Posts tagged vaxinations

7 1/2 Weeks Old

He’s 15 pounds!!! Daniel has been gaining weight like crazy! He’s almost doubled in size since he was born. A bigger baby means a bigger stomach means more eating (read: attached to mom’s breast) means longer stretches of sleep at night. Last night he slept for nearly 6 hours before waking up to eat. And he may have slept longer if I’d have let him. The third time I woke up, I decided I should probably wake Daniel up to relieve the building pressure in my breasts. They’re used to being emptied every 2 hours or so… The night before, he slept for 5 hours before waking to eat.

He’s smiling more and more now. Today he was in a great mood most of the day–cooing, smiling, being alert and quiet at the same time.

Today, and grandma’s house, we put him in the swing for the second time. The first time, he wasn’t so into it. Today, though, he loved it–even fell asleep in it. Until I was wooed by it’s magic powers, I didn’t think I wanted a swing in our house, but now I can’t wait to cart it over here.

Daniel got his first round of shots on Thursday. I was pretty upset because he ended up getting more vaccinations than I was prepared for–and even then, I wasn’t really all that prepared. All in one day, he was vaccinated for Polio, Hepatitis B, Pertussis, Diphtheria, Tetanus, Haemophilus Influenzae and Pneumococcal Disease. I was not happy. Even before I talked to Nkem about it, I felt that 7 immunizations in one day for a 7-week-old baby was a bit much for his little immune system to handle. I knew to expect the last 5 (and I was hesitant even about those), but the first two were unexpected. What’s worse is I didn’t even want him to get the Polio or the Hep B shots until after his first birthday–if at all. Hepatitis B is an STD! The doctor said the reason they give it to babies is so that no one falls through the cracks when they get to be sexually active. That’s a pretty stupid reason to give a shot to a baby in my opinion–especially as mandated by the American Academy of Pediatrics. But the first five diseases I listed all come in one vaccine. I could have asked for them to be given separate, but like I said, I was unprepared. We bought a book weighing the pros and cons of the various vaccines that are regularly scheduled and I’ve been reading it–fascinated by the history of vaccines and how new they all are. Did you know that one of the first methods of trying to immunize people from Small Pox was to take the scabs from a person who had a mild case of the pox, let them sit out for 15-20 days, grind them up and blow them into healthy persons’ nostrils?! Immunizations have come a long way, but they’re still imperfect. The only cases of Polio in the United States in the last 20 years have come directly from the vaccine–when they used to use the live Polio vaccine (which they still use in other countries).

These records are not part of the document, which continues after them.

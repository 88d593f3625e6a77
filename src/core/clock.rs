use time::{Date, OffsetDateTime, UtcOffset, Weekday};

/// A source of wall-clock time for resolving default scopes.
///
/// Runs default to "today" or "yesterday" depending on the feed family, so the
/// clock is injected rather than read ad hoc to keep runs reproducible in tests.
pub trait Clock: Send + Sync {
    fn now(&self) -> OffsetDateTime;

    fn today(&self) -> Date {
        self.now().date()
    }
}

/// Local wall-clock time.
///
/// The local offset is captured once at construction. `time` refuses to read
/// the local offset once other threads exist, so build this before starting
/// the async runtime.
#[derive(Debug, Clone, Copy)]
pub struct SystemClock {
    offset: UtcOffset,
}

impl SystemClock {
    pub fn new() -> Self {
        Self {
            offset: UtcOffset::current_local_offset().unwrap_or(UtcOffset::UTC),
        }
    }
}

impl Default for SystemClock {
    fn default() -> Self {
        Self::new()
    }
}

impl Clock for SystemClock {
    fn now(&self) -> OffsetDateTime {
        OffsetDateTime::now_utc().to_offset(self.offset)
    }
}

/// A clock pinned to one instant.
#[derive(Debug, Clone, Copy)]
pub struct FixedClock(pub OffsetDateTime);

impl Clock for FixedClock {
    fn now(&self) -> OffsetDateTime {
        self.0
    }
}

pub fn yesterday(date: Date) -> Date {
    date.previous_day().unwrap_or(date)
}

/// Three-letter lower-case weekday name, e.g. `mon`.
pub fn weekday_abbrev(date: Date) -> &'static str {
    match date.weekday() {
        Weekday::Monday => "mon",
        Weekday::Tuesday => "tue",
        Weekday::Wednesday => "wed",
        Weekday::Thursday => "thu",
        Weekday::Friday => "fri",
        Weekday::Saturday => "sat",
        Weekday::Sunday => "sun",
    }
}
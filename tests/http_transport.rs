use anyhow::Result;
use tempfile::tempdir;
use tokio::io::{AsyncReadExt, AsyncWriteExt};
use tokio::net::TcpListener;

use railcron::storage::Archiver;
use railcron::transport::{Auth, HttpClient};
use railcron::Error;

/// Answers exactly one request with the raw `response` bytes, then closes.
async fn serve_once(response: &'static [u8]) -> Result<String> {
    let listener = TcpListener::bind("127.0.0.1:0").await?;
    let addr = listener.local_addr()?;
    tokio::spawn(async move {
        let Ok((mut socket, _)) = listener.accept().await else {
            return;
        };
        let mut request = Vec::new();
        let mut buf = [0u8; 1024];
        while !request.windows(4).any(|window| window == b"\r\n\r\n") {
            match socket.read(&mut buf).await {
                Ok(0) | Err(_) => return,
                Ok(n) => request.extend_from_slice(&buf[..n]),
            }
        }
        let _ = socket.write_all(response).await;
        let _ = socket.shutdown().await;
    });
    Ok(format!("http://{addr}/feed"))
}

#[tokio::test]
async fn non_success_status_is_transport_error() -> Result<()> {
    let url = serve_once(
        b"HTTP/1.1 503 Service Unavailable\r\nContent-Length: 4\r\nConnection: close\r\n\r\nbusy",
    )
    .await?;
    let client = HttpClient::new()?;

    let err = match client.get(&url, &[], &Auth::None).await {
        Ok(_) => panic!("503 must not be returned as a download"),
        Err(err) => err,
    };

    match err {
        Error::Transport { target, status, .. } => {
            assert_eq!(target, url);
            assert_eq!(status, Some(503));
        }
        other => panic!("expected transport error, got {other:?}"),
    }
    Ok(())
}

#[tokio::test]
async fn refused_connection_is_transport_error() -> Result<()> {
    let listener = TcpListener::bind("127.0.0.1:0").await?;
    let addr = listener.local_addr()?;
    drop(listener);
    let client = HttpClient::new()?;

    let err = client
        .get_text(&format!("http://{addr}/feed"), &[])
        .await
        .unwrap_err();

    assert!(matches!(err, Error::Transport { status: None, .. }));
    assert_eq!(err.kind(), "transport");
    Ok(())
}

#[tokio::test]
async fn truncated_stream_leaves_no_partial_file() -> Result<()> {
    let url = serve_once(
        b"HTTP/1.1 200 OK\r\nContent-Length: 100\r\nConnection: close\r\n\r\npartial body",
    )
    .await?;
    let client = HttpClient::new()?;
    let dir = tempdir()?;
    let target = dir.path().join("2023/8");

    let download = client.get(&url, &[], &Auth::None).await?;
    let err = Archiver::new()
        .store(download, &target, "15.json.gz")
        .await
        .unwrap_err();

    assert!(matches!(err, Error::Transport { .. }));
    assert!(!target.join("15.json.gz").exists());
    assert!(!target.join("15.json.gz.tmp").exists());
    Ok(())
}
//! Historic Delay Attribution bundles listed in a public blob container.
//!
//! Names keep the provider's directory part (`2023-24/...zip`). Once repacked
//! a bundle is stored as `.tar{ext}`, so archived names are mapped back to
//! `.zip` before comparing with the listing. The mapping holds for any codec
//! the bundle was packed with, not only the one configured now.

use std::collections::HashSet;
use std::path::PathBuf;

use log::{debug, info};
use time::Date;

use crate::core::error::Result;
use crate::core::object::{ProviderKind, RemoteObject};
use crate::core::scope::{PathStyle, Scope};
use crate::feeds::{nested_target, FeedPolicy, FeedSource, Storage};
use crate::layout::ArchiveLayout;
use crate::reconcile::{select_unarchived, Selection};
use crate::storage::{scan_tree, stem, zip_name_for, ArchiveEntry};
use crate::transport::{parse_blob_listing, Auth, Download, HttpClient};

pub const DEFAULT_CONTAINER_URL: &str =
    "https://sacuksprodnrdigital0001.blob.core.windows.net/historic-delay-attribution";

pub struct HdaSource {
    name: String,
    policy: FeedPolicy,
    container_url: String,
    layout: ArchiveLayout,
    storage: Storage,
    http: HttpClient,
}

impl HdaSource {
    pub fn new(
        name: impl Into<String>,
        policy: FeedPolicy,
        container_url: impl Into<String>,
        storage: Storage,
        http: HttpClient,
    ) -> Self {
        let layout = ArchiveLayout::new(policy.archive_root.clone(), PathStyle::ZeroPadded);
        Self {
            name: name.into(),
            policy,
            container_url: container_url.into(),
            layout,
            storage,
            http,
        }
    }

    /// Listing names of everything already archived.
    pub fn archived_names(&self, archived: &[ArchiveEntry]) -> HashSet<String> {
        archived
            .iter()
            .flat_map(|entry| {
                let unpacked = zip_name_for(&entry.filename);
                std::iter::once(entry.filename.clone()).chain(unpacked)
            })
            .collect()
    }

    fn blob_url(&self, name: &str) -> String {
        format!("{}/{}", self.container_url.trim_end_matches('/'), name)
    }
}

impl FeedSource for HdaSource {
    fn name(&self) -> &str {
        &self.name
    }

    fn kind(&self) -> ProviderKind {
        ProviderKind::HttpListing
    }

    fn policy(&self) -> &FeedPolicy {
        &self.policy
    }

    /// The listing is not date-scoped; the scope only feeds backup tokens
    /// and reports.
    fn default_scope(&self, today: Date) -> Scope {
        Scope::day_of(today)
    }

    async fn list(&self, _scope: &Scope) -> Result<Vec<RemoteObject>> {
        let query = [
            ("restype".to_string(), "container".to_string()),
            ("comp".to_string(), "list".to_string()),
        ];
        let xml = self.http.get_text(&self.container_url, &query).await?;
        let objects: Vec<RemoteObject> = parse_blob_listing(&xml)?
            .into_iter()
            .map(|blob| {
                let url = blob.url.unwrap_or_else(|| self.blob_url(&blob.name));
                RemoteObject::named(blob.name, Some(url))
            })
            .collect();
        debug!("{}: {} blobs listed", self.name, objects.len());
        Ok(objects)
    }

    fn archived(&self, _scope: &Scope) -> Result<Vec<ArchiveEntry>> {
        scan_tree(self.layout.root())
    }

    fn select(
        &self,
        _scope: &Scope,
        listed: &[RemoteObject],
        archived: &[ArchiveEntry],
    ) -> Result<Vec<Selection>> {
        let names = self.archived_names(archived);
        Ok(select_unarchived(listed, &names)
            .into_iter()
            .map(|object| Selection {
                stem: stem(&object.key).to_string(),
                archive_name: object.key.clone(),
                object,
            })
            .collect())
    }

    async fn fetch(&self, selection: &Selection) -> Result<Download> {
        let url = selection
            .object
            .url
            .clone()
            .unwrap_or_else(|| self.blob_url(&selection.object.key));
        info!("{}: getting {}", self.name, selection.archive_name);
        self.http.get(&url, &[], &Auth::None).await
    }

    async fn archive(
        &self,
        _scope: &Scope,
        selection: &Selection,
        download: Download,
    ) -> Result<Option<PathBuf>> {
        let (dir, filename) = nested_target(self.layout.root(), &selection.archive_name)?;
        let path = self.storage.archiver.store(download, &dir, &filename).await?;
        if filename.ends_with(".zip") && !self.storage.codec.is_none() {
            return Ok(Some(self.storage.archiver.repack(&path, self.storage.codec)?));
        }
        Ok(Some(path))
    }
}
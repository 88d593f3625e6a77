mod archiver;
pub mod compression;
mod marker;
mod repack;

pub use archiver::{extension, scan_dir, scan_tree, stem, ArchiveEntry, Archiver};
pub use compression::{decoder_for_extension, Codec};
pub use marker::{HashRecord, MarkerRecord, MarkerStore};
pub use repack::{repacked_names, zip_name_for};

You can infer from the above paragraph that we’re not terribly comfortable with all the vaccines that are scheduled for kids to get these days. I’m actually the one uncomfortable with them–Dan just sort of listens to me be worried and wants whatever thing is going to keep me the most sane. The book I’ve been reading–one that I’ve been told is one of the most unbiased and fair books on the subject of vaccinations–is fascinating and I can’t wait to finish it (from reading the first chapter–which I haven’t even finished–I am skeptical that Daniel will end up getting all the vaccines on the the standard immunization schedule). I hope that I’ll come away from it feeling comfortable with my decisions about which vaccinations to choose for our son–if any. I’ve got two months to come to some decisions–the next set of vaccinations are scheduled then.